● What is required:
Below are the entries. Transcribe exactly the lines from the one with "filename crates/augur-demo/src/script.rs" through the one with "other way. Every", ends included, and leave out all others.

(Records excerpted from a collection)
::::
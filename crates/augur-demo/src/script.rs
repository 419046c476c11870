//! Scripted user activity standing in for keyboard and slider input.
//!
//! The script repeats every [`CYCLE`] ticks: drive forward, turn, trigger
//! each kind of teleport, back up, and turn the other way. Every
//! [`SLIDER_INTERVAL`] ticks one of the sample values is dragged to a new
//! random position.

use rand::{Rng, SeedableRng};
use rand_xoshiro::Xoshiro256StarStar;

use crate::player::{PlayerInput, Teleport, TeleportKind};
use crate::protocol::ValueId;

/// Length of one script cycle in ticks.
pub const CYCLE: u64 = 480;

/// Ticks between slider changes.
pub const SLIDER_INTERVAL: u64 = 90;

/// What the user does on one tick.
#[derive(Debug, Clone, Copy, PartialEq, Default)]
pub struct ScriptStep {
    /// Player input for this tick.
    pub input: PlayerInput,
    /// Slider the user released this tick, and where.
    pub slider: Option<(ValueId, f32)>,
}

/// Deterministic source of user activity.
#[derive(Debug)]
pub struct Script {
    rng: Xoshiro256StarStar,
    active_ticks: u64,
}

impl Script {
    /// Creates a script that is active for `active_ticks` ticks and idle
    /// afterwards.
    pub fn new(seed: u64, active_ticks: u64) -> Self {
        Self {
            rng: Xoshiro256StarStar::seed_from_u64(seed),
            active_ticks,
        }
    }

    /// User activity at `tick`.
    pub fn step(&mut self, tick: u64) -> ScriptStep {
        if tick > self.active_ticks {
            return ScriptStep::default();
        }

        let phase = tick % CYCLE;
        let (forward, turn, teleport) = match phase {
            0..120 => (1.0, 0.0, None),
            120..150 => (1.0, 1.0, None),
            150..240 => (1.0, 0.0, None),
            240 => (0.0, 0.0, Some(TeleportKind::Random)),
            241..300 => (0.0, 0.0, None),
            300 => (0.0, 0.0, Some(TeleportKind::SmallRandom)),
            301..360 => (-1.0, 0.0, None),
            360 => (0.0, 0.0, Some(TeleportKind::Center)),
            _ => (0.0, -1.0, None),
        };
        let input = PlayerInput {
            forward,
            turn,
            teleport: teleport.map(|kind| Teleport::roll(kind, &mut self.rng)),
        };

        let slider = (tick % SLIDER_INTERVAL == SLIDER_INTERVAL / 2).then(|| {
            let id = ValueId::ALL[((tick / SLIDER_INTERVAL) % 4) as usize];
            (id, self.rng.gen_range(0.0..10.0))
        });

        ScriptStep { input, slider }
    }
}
::::
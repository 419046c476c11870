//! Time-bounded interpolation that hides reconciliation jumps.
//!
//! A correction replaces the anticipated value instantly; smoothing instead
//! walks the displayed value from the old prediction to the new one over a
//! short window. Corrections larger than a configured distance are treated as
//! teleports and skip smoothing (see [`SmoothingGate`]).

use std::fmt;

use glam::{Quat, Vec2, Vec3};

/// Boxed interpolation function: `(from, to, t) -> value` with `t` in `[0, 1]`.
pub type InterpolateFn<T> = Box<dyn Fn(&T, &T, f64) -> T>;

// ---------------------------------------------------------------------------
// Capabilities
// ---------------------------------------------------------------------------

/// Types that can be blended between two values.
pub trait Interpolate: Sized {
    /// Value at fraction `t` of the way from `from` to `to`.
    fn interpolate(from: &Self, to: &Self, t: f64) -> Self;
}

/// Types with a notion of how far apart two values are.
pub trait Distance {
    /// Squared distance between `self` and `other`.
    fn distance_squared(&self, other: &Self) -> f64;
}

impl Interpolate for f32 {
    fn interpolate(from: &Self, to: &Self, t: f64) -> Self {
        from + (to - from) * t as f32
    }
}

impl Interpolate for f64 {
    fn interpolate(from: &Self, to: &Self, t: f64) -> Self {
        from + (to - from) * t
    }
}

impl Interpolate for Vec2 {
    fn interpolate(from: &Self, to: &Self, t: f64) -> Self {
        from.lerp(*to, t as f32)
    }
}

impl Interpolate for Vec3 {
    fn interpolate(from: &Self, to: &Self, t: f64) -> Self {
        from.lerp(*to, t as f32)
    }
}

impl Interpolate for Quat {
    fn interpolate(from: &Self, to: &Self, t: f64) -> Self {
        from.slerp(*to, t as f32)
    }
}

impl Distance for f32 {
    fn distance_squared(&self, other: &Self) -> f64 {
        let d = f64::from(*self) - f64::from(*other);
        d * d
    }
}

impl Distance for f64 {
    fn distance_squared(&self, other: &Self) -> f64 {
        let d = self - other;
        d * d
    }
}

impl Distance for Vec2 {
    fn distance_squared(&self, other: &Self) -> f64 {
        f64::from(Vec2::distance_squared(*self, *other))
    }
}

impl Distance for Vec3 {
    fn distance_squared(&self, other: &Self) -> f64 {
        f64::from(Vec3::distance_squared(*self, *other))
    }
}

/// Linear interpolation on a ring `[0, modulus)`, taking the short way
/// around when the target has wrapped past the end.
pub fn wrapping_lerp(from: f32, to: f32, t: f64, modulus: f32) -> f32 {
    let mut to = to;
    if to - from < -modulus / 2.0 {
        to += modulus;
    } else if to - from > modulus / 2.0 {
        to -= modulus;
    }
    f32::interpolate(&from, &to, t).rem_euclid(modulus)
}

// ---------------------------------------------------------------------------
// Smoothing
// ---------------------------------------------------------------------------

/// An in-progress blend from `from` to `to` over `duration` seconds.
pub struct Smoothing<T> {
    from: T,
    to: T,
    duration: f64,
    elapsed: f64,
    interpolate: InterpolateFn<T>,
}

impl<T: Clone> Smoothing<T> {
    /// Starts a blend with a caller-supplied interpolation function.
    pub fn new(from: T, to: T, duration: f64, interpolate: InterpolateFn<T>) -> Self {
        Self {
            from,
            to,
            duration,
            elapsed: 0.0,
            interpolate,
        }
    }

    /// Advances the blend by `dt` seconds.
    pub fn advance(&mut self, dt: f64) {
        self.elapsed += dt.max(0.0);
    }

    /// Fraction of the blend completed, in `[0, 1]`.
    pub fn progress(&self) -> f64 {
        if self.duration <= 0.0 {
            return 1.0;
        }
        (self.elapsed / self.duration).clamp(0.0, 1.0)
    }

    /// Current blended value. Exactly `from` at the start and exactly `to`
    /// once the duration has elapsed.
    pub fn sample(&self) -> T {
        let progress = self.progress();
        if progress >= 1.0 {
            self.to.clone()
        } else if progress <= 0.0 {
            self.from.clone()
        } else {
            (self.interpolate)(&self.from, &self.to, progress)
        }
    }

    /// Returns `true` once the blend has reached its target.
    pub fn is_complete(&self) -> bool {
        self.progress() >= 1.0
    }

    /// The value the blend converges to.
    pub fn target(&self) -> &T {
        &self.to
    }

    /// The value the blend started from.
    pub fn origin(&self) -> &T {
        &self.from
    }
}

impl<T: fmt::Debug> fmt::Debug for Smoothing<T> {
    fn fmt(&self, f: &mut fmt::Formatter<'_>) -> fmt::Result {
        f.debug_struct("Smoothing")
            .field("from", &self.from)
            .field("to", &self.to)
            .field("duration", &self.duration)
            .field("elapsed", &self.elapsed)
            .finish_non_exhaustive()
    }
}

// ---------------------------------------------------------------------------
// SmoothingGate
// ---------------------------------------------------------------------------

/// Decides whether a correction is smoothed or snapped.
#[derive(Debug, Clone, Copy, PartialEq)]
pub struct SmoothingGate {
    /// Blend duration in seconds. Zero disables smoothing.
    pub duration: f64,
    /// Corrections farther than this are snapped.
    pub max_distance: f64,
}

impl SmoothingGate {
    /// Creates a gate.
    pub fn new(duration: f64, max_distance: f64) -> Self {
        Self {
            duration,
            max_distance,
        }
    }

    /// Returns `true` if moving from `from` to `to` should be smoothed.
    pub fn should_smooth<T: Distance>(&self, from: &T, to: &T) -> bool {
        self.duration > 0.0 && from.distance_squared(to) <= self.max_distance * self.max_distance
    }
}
::::
● Answer to this task:
filename crates/augur-demo/src/script.rs
repository 419046c476c11870
//! Scripted user activity standing in for keyboard and slider input.
//!
//! The script repeats every [`CYCLE`] ticks: drive forward, turn, trigger
//! each kind of teleport, back up, and turn the other way. Every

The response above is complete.